Actin cytoskeleton, lamellipodia and phospho-FAK scoring system

In order to quantify the potential changes induced by CXCR3 blockade in FLS morphology, we developed a new scoring system, which includes an established actin scoring system (36), plus the addition of scores for four major parameters of interest: a) actin filament characteristics and distribution (0 = no filaments, 1 = fine filament at the center of the cell, 2 = at least two thick filaments at the center of the cell, 3 = 90% thick filaments); b) cell morphology (0 = round shape, 2 = fusiforme/linearized shape); c) lamellipodia location (0 = no lamellipodia or presence all around the cell, 2 = polarized formation of lamellipodia on one side of the cell); d) distribution of phosphorylated FAK (0=on cell edges, 1 = homogeneous distribution, 2 = pronounced co-localization with lamellipodia). The cell scoring ranged from 0–9, and ten cells per treatment group and per cell line were analyzed.

MTT assay

4×104 FLS per well were plated in triplicate in 96-well plates in 100 μl of complete media.
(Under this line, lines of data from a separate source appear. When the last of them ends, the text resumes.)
impl<U: UsbIo> Device<U> {
    /// Open a scanned device: rescan the bus, find the unit, verify its
    /// firmware, claim the interface and (DSLogic) load the FPGA bitstream.
    ///
    /// After a firmware upload the FX2 drops off the bus and renumerates
    /// under a new address; opening retries for up to three seconds.
    pub fn open<B: UsbBus<Io = U>>(bus: &mut B, found: &mut FoundDevice) -> Result<Device<U>> {
        let (mut io, address, version, revid) = if let Some(uploaded) = found.fw_updated {
            log::info!("waiting for the device to renumerate");
            // the FX2 takes 300 ms or more to drop off the bus
            sleep(RENUM_SETTLE);
            loop {
                match try_open(bus, found) {
                    Ok(opened) => {
                        log::info!(
                            "device came back after {} ms",
                            uploaded.elapsed().as_millis()
                        );
                        break opened;
                    }
                    Err(error) => {
                        if uploaded.elapsed() >= MAX_RENUM_DELAY {
                            log::error!("device failed to renumerate");
                            return Err(error);
                        }
                        sleep(RENUM_POLL);
                    }
                }
            }
        } else {
            log::info!("firmware upload was not needed");
            try_open(bus, found)?
        };

        // major version changes mean incompatible request layouts; minor
        // versions are compatible with each other
        if version.major != proto::REQUIRED_FW_VERSION_MAJOR {
            return Err(Error::Protocol(format!(
                "expected firmware version {}.x, got {}.{}",
                proto::REQUIRED_FW_VERSION_MAJOR, version.major, version.minor
            )));
        }

        io.claim(proto::USB_INTERFACE)?;
        found.address = address;
        log::info!(
            "opened device on {}.{}, interface {}, firmware {}.{}",
            found.bus, address, proto::USB_INTERFACE, version.major, version.minor
        );
        log::info!(
            "detected REVID={}, it's a Cypress CY7C68013{}",
            revid,
            if revid != 1 { " (FX2)" } else { "A (FX2LP)" }
        );

        Ok(Device::with_io_inner(io, found))
    }

    fn with_io_inner(io: U, found: &FoundDevice) -> Device<U> {
        let samplerates: &'static [u64] = if found.dslogic {
            &profile::DSLOGIC_SAMPLERATES
        } else {
            &profile::SAMPLERATES
        };
        Device {
            io,
            profile: found.profile,
            bus: found.bus,
            address: found.address,
            channels: found.channels.clone(),
            samplerates,
            // default to the slowest rate until one is configured
            cur_samplerate: samplerates[0],
            limit_samples: 0,
            sample_wide: false,
            dslogic: found.dslogic,
            mode: found.mode,
            test: TestMode::None,
            ext_clock: false,
            trigger: DsTrigger::new(),
            fpga_bitstream: profile::firmware_dir().join(profile::FPGA_BITSTREAM),
            acq: None,
        }
    }

    #[cfg(test)]
    pub(crate) fn with_io(io: U, found: &FoundDevice) -> Device<U> {
        Device::with_io_inner(io, found)
    }

    /// Put the FX2 into FPGA configuration mode and stream the bitstream.
    /// Runs as the first phase of every DSLogic acquisition start.
    pub fn configure_fpga(&mut self, bitstream: &Path) -> Result<()> {
        if !self.dslogic {
            return Err(Error::Unavailable("only the DSLogic carries an FPGA"));
        }
        log::info!("configuring FPGA from {}", bitstream.display());
        self.io
            .control_out(proto::CMD_DSLOGIC_CONFIG, &[], CTRL_TIMEOUT_SLOW)?;
        // the FX2 needs a moment before it accepts bitstream data
        sleep(FPGA_CONFIG_SETTLE);
        let data = std::fs::read(bitstream)?;
        for chunk in data.chunks(proto::FPGA_BITSTREAM_CHUNK) {
            let written = self
                .io
                .bulk_out(proto::EP_DSLOGIC_OUT, chunk, BULK_OUT_TIMEOUT)?;
            if written != chunk.len() {
                return Err(Error::Protocol(format!(
                    "short FPGA bitstream transfer: {} of {} bytes",
                    written,
                    chunk.len()
                )));
            }
            log::debug!("configured {} bytes", chunk.len());
        }
        log::info!("FPGA configuration done");
        Ok(())
    }

    pub fn profile(&self) -> &'static Profile {
        self.profile
    }

    pub fn is_dslogic(&self) -> bool {
        self.dslogic
    }

    pub fn device_mode(&self) -> DeviceMode {
        self.mode
    }

    pub fn samplerates(&self) -> &'static [u64] {
        self.samplerates
    }

    pub fn channels(&self) -> &[Channel] {
        &self.channels
    }

    pub fn channels_mut(&mut self) -> &mut [Channel] {
        &mut self.channels
    }

    /// The FPGA trigger matrix. Only meaningful on the DSLogic.
    pub fn trigger(&self) -> Result<&DsTrigger> {
        if !self.dslogic {
            return Err(Error::Unavailable("only the DSLogic has an FPGA trigger"));
        }
        Ok(&self.trigger)
    }

    pub fn trigger_mut(&mut self) -> Result<&mut DsTrigger> {
        if !self.dslogic {
            return Err(Error::Unavailable("only the DSLogic has an FPGA trigger"));
        }
        Ok(&mut self.trigger)
    }

    pub fn config_get(&self, key: ConfigKey) -> Result<ConfigValue> {
        match key {
            ConfigKey::Conn => {
                if self.address == ADDRESS_UNKNOWN {
                    // still renumerating; the future address is anyone's guess
                    return Err(Error::Unavailable("device address is not known yet"));
                }
                Ok(ConfigValue::Str(format!("{}.{}", self.bus, self.address)))
            }
            ConfigKey::Samplerate => Ok(ConfigValue::UInt64(self.cur_samplerate)),
            ConfigKey::LimitSamples => Ok(ConfigValue::UInt64(self.limit_samples)),
            ConfigKey::DeviceMode => Ok(ConfigValue::Str(self.mode.name().to_owned())),
            ConfigKey::ExternalClock => {
                if !self.dslogic {
                    return Err(Error::Unavailable("external clock requires a DSLogic"));
                }
                Ok(ConfigValue::Bool(self.ext_clock))
            }
            ConfigKey::TestMode => {
                if !self.dslogic {
                    return Err(Error::Unavailable("test modes require a DSLogic"));
                }
                Ok(ConfigValue::Str(self.test.name().to_owned()))
            }
            _ => Err(Error::Arg("unknown configuration key")),
        }
    }

    pub fn config_set(&mut self, key: ConfigKey, value: ConfigValue) -> Result<()> {
        match (key, value) {
            (ConfigKey::Samplerate, ConfigValue::UInt64(rate)) => {
                self.cur_samplerate = rate;
                Ok(())
            }
            (ConfigKey::LimitSamples, ConfigValue::UInt64(limit)) => {
                self.limit_samples = limit;
                Ok(())
            }
            (ConfigKey::ExternalClock, ConfigValue::Bool(enabled)) => {
                if !self.dslogic {
                    return Err(Error::Unavailable("external clock requires a DSLogic"));
                }
                self.ext_clock = enabled;
                Ok(())
            }
            (ConfigKey::TestMode, ConfigValue::Str(name)) => {
                if !self.dslogic {
                    return Err(Error::Unavailable("test modes require a DSLogic"));
                }
                self.test = TestMode::from_name(&name)
                    .ok_or(Error::Arg("unknown test mode name"))?;
                Ok(())
            }
            (
                ConfigKey::Samplerate
                | ConfigKey::LimitSamples
                | ConfigKey::ExternalClock
                | ConfigKey::TestMode,
                _,
            ) => Err(Error::Arg("wrong value type for this key")),
            _ => Err(Error::Arg("key cannot be set on an open device")),
        }
    }

    pub fn config_list(&self, key: ConfigKey) -> Result<ConfigList> {
        match key {
            ConfigKey::ScanOptions => Ok(ConfigList::Keys(&SCAN_OPTION_KEYS)),
            ConfigKey::DeviceOptions => Ok(ConfigList::Keys(&DEVICE_OPTION_KEYS)),
            ConfigKey::Samplerate => Ok(ConfigList::Samplerates(self.samplerates)),
            ConfigKey::TriggerType => Ok(ConfigList::TriggerType(profile::TRIGGER_TYPE)),
            ConfigKey::DeviceMode => Ok(ConfigList::Names(&DeviceMode::NAMES)),
            ConfigKey::TestMode => Ok(ConfigList::Names(&TestMode::NAMES)),
            _ => Err(Error::Arg("unknown configuration key")),
        }
    }

    pub fn close(self) {
        log::info!(
            "closing device on {}.{} interface {}",
            self.bus, self.address, proto::USB_INTERFACE
        );
    }
}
Cells were allowed to adhere for 24 hours. Media was then changed and either AMG487 or DMSO added at the specified concentrations. After 24 hours (same duration as the invasion experiments) viable cells were determined using the colorimetric MTT kit (Millipore) according to the manufacturer instructions.

Statistics

Means were analyzed with the Student’s t-test or one-way ANOVA with a pairwise multiple comparison procedure (Holm-Sidak method) using SigmaStat 3.0 (SPSS, Chicago, IL).

RESULTS

CXCL10 significantly increases invasion of DA.F344(Cia5d) FLS in a CXCR3-dependent manner

DA.F344(Cia5d) FLS (minimally invasive) produced lower amounts of CXCL10 compared with DA FLS (highly invasive) (Figure 1A). To determine whether the reduced levels of CXCL10 explained the decreased invasiveness of DA.F344(Cia5d) FLS, invasion through Matrigel was studied in the presence or absence of CXCL10 (1μg/ml) in the lower chambers. CXCL10 treatment significantly increased the mean number of invading cells by 2-fold compared with controls (PBS-treated) (n=6; p≤0.005, One way ANOVA, figure 1B). With CXCL10 treatment the DA.F344(Cia5d) FLS invasion reached 73.6% of the DA invasion (figure 1B; p≤0.005, One Way ANOVA). Therefore, CXCL10 explains almost two-thirds of the difference in invasion between DA and DA.F344(Cia5d) FLS.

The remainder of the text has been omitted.